A Heritable Defect in IL-12 Signaling in B10.Q/J Mice. II. Effect on Acute Resistance to Toxoplasma gondii and Rescue by IL-18 Treatment

Abstract

This study documents a defect in IL-12-dependent IFN-γ responses in a substrain (B10.Q-H2-q/SgJ) of B10.Q mice that manifests as an acute susceptibility to infection by the intracellular protozoan pathogen, Toxoplasma gondii. Despite robust systemic production of IL-12, infected B10.Q/J animals fail to mount an early IFN-γ response after parasite inoculation. Genetic experiments revealed that the host resistance and IFN-γ production defects are determined by a single autosomal recessive locus distinct from the Stat4 gene. Nonetheless, a delayed IL-12-mediated IFN-γ response emerges in later stages of acute infection but is unable to prevent host mortality.
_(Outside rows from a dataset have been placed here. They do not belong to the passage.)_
//! The dispatch service: generic create / read / update / delete over any
//! [`ResourceKind`], backed by any [`EntityStore`].

use std::sync::Arc;

use serde_json::Value as Json;

use crate::{
  error::{Error, FieldErrors, Result},
  ids::{self, IdPolicy, IdRejection},
  lifecycle,
  payload::{self, Mode},
  query::{ListQuery, Page},
  resource::ResourceKind,
  schema::Schema,
  store::EntityStore,
  timestamp,
  value::{Record, Value},
};

/// Stateless request-scoped operations over a shared store handle.
///
/// The store is reference-counted; clones share it.
pub struct Service<S> {
  store:     Arc<S>,
  id_policy: IdPolicy,
}

impl<S> Clone for Service<S> {
  fn clone(&self) -> Self {
    Self { store: Arc::clone(&self.store), id_policy: self.id_policy }
  }
}

impl<S: EntityStore> Service<S> {
  pub fn new(store: Arc<S>, id_policy: IdPolicy) -> Self { Self { store, id_policy } }

  pub fn store(&self) -> &Arc<S> { &self.store }

  pub fn id_policy(&self) -> IdPolicy { self.id_policy }

  /// Filtered, ordered, paged read driven by raw query-string pairs.
  pub async fn list(
    &self,
    kind: ResourceKind,
    params: &[(String, String)],
  ) -> Result<Page<Record>> {
    let query = ListQuery::from_params(kind.schema(), params)?;
    tracing::debug!(%kind, ?query, "list");
    let listing = self.store.list(kind, &query).await.map_err(Error::store)?;
    Ok(Page::new(listing.items, listing.total_items, &query.page))
  }

  pub async fn get(&self, kind: ResourceKind, id: i64) -> Result<Record> {
    self
      .store
      .find_by_id(kind, id)
      .await
      .map_err(Error::store)?
      .ok_or(Error::NotFound { kind, id })
  }

  pub async fn create(&self, kind: ResourceKind, body: &Json) -> Result<Record> {
    let schema = kind.schema();
    let mut record = payload::parse(schema, body, Mode::Create)?;

    let mut errors = FieldErrors::new();
    self.check_references(schema, &record, &mut errors).await?;

    if schema.client_ids {
      let used = self.store.used_ids(kind).await.map_err(Error::store)?;
      match ids::assign(self.id_policy, record.id, &used) {
        Ok(id) => record.id = Some(id),
        Err(IdRejection::Missing) => errors.add("id", "This field is required."),
        Err(IdRejection::Taken(id)) => {
          errors.add("id", format!("{kind} with this id ({id}) already exists."))
        }
        Err(IdRejection::Exhausted(id)) => {
          errors.add("id", format!("No free id at or above {id}."))
        }
      }
    } else {
      record.id = None;
    }
    let mut record = errors.into_result(record)?;

    lifecycle::on_create(kind, &mut record, timestamp::now());
    let stored = self.store.insert(kind, record).await.map_err(Error::store)?;
    tracing::debug!(%kind, id = ?stored.id, "created");
    Ok(stored)
  }

  /// Merge the supplied fields into an existing record.
  pub async fn update(
    &self,
    kind: ResourceKind,
    id: Option<&str>,
    body: &Json,
  ) -> Result<Record> {
    let id = require_id(id)?;
    let schema = kind.schema();
    let existing = self.get(kind, id).await?;

    let mut changes = payload::parse(schema, body, Mode::Partial)?;
    let mut errors = FieldErrors::new();
    self.check_references(schema, &changes, &mut errors).await?;
    errors.into_result(())?;

    lifecycle::on_update(kind, &existing, &mut changes, timestamp::now())?;
    let updated = self
      .store
      .update(kind, id, changes)
      .await
      .map_err(Error::store)?
      .ok_or(Error::NotFound { kind, id })?;
    tracing::debug!(%kind, id, "updated");
    Ok(updated)
  }

  pub async fn delete(&self, kind: ResourceKind, id: Option<&str>) -> Result<()> {
    let id = require_id(id)?;
    let deleted = self.store.delete(kind, id).await.map_err(Error::store)?;
    if !deleted {
      return Err(Error::NotFound { kind, id });
    }
    tracing::debug!(%kind, id, "deleted");
    Ok(())
  }

  /// Every non-null reference must point at an existing record.
  async fn check_references(
    &self,
    schema: &Schema,
    record: &Record,
    errors: &mut FieldErrors,
  ) -> Result<()> {
    for (field, target) in schema.references() {
      let Some(Value::Integer(target_id)) = record.get(field.name) else {
        continue;
      };
      let found = self
        .store
        .find_by_id(target, *target_id)
        .await
        .map_err(Error::store)?;
      if found.is_none() {
        errors.add(
          field.name,
          format!("Invalid pk \"{target_id}\" - object does not exist."),
        );
      }
    }
    Ok(())
  }
}

/// Parse the `id` query parameter that update and delete require.
pub fn require_id(raw: Option<&str>) -> Result<i64> {
  let raw = raw.map(str::trim).filter(|s| !s.is_empty());
  let Some(raw) = raw else {
    return Err(Error::BadRequest("ID is required".into()));
  };
  raw
    .parse()
    .map_err(|_| Error::BadRequest(format!("Invalid id: {raw:?}")))
}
IL-18 administration restores, in an IL-12-dependent manner, the early IFN-γ response and host resistance of B10.Q/J animals. These in vivo studies indicate that the partially impaired IL-12 responsiveness in B10.Q/J mice can result in defective host resistance and demonstrate a therapeutic function for IL-18 in reversing a genetically based immunodeficiency in IL-12-dependent IFN-γ production.